From the records, pick out and copy each line containing "Option".

[Dataset entries]
=-=-=
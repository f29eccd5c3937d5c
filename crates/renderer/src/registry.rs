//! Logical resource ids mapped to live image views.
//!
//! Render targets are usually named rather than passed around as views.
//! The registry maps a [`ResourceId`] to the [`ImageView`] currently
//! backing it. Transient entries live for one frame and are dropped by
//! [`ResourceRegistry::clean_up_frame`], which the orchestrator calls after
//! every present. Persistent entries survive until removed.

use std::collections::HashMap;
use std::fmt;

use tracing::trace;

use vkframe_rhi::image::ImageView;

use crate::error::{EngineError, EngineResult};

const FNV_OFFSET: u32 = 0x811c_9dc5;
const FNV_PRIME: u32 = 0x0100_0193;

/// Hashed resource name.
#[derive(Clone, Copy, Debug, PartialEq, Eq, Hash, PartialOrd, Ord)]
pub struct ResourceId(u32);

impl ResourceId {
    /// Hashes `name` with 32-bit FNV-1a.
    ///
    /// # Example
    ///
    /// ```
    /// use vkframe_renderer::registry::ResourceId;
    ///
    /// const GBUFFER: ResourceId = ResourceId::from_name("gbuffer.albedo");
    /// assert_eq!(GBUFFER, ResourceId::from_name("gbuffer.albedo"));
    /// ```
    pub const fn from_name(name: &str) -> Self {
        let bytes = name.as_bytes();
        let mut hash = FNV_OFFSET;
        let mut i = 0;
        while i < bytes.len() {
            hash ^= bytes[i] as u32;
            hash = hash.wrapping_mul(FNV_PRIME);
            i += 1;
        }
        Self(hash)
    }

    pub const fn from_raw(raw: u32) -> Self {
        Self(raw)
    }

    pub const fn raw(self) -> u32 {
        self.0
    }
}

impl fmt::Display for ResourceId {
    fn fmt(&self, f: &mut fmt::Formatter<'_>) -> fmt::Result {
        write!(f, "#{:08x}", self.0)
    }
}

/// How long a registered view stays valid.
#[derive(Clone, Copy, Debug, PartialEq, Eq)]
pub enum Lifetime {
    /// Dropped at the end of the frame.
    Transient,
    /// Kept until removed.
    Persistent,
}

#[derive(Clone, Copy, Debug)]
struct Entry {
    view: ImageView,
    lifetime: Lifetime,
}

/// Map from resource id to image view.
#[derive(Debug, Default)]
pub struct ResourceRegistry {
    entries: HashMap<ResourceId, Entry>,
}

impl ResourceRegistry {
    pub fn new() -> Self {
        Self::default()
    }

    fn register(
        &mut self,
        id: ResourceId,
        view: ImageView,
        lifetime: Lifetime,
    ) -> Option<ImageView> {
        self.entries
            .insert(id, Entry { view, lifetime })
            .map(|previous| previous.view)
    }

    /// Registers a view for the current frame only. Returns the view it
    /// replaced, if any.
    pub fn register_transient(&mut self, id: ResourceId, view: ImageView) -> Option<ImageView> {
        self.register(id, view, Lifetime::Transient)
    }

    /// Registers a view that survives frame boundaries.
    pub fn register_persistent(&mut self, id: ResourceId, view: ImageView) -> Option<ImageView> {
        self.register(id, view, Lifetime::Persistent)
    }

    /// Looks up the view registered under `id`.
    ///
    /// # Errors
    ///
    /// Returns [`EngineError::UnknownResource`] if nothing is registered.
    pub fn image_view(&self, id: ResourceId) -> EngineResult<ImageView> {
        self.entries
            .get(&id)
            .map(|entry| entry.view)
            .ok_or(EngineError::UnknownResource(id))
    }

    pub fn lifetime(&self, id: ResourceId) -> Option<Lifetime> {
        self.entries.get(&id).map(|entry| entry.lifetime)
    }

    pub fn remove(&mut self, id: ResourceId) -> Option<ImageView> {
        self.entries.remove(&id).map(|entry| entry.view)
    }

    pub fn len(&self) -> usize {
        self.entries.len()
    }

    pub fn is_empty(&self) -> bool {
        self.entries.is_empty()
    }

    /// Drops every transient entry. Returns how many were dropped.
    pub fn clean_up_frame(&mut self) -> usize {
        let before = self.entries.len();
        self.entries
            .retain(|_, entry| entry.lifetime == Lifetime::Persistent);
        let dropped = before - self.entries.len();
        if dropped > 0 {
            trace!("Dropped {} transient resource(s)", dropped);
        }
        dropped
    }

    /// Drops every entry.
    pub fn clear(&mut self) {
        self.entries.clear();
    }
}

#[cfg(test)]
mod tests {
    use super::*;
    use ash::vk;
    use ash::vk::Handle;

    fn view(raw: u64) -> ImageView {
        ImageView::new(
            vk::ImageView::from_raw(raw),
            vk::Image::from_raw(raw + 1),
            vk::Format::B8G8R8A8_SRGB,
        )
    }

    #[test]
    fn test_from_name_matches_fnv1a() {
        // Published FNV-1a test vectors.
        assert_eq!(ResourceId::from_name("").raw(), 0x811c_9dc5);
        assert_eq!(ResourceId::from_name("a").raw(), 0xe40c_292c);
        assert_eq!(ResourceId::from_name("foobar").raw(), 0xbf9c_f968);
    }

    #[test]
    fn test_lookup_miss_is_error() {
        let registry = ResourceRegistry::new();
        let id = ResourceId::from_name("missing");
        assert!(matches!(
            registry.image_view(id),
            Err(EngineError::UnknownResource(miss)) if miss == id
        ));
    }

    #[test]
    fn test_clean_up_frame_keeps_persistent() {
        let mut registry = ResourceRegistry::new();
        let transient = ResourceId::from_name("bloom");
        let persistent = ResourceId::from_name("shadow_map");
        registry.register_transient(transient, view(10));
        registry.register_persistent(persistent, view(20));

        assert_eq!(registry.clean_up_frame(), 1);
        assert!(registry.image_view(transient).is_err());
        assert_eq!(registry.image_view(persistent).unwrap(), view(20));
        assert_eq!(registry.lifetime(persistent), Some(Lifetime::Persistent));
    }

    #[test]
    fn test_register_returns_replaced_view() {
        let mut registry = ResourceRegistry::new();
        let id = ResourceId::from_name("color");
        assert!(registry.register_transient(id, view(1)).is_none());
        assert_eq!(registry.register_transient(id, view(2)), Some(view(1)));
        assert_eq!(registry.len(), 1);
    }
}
=-=-=
▶ _PROBLEM SOLUTION_
    ) -> Option<ImageView> {
    pub fn register_transient(&mut self, id: ResourceId, view: ImageView) -> Option<ImageView> {
    pub fn register_persistent(&mut self, id: ResourceId, view: ImageView) -> Option<ImageView> {
    pub fn lifetime(&self, id: ResourceId) -> Option<Lifetime> {
    pub fn remove(&mut self, id: ResourceId) -> Option<ImageView> {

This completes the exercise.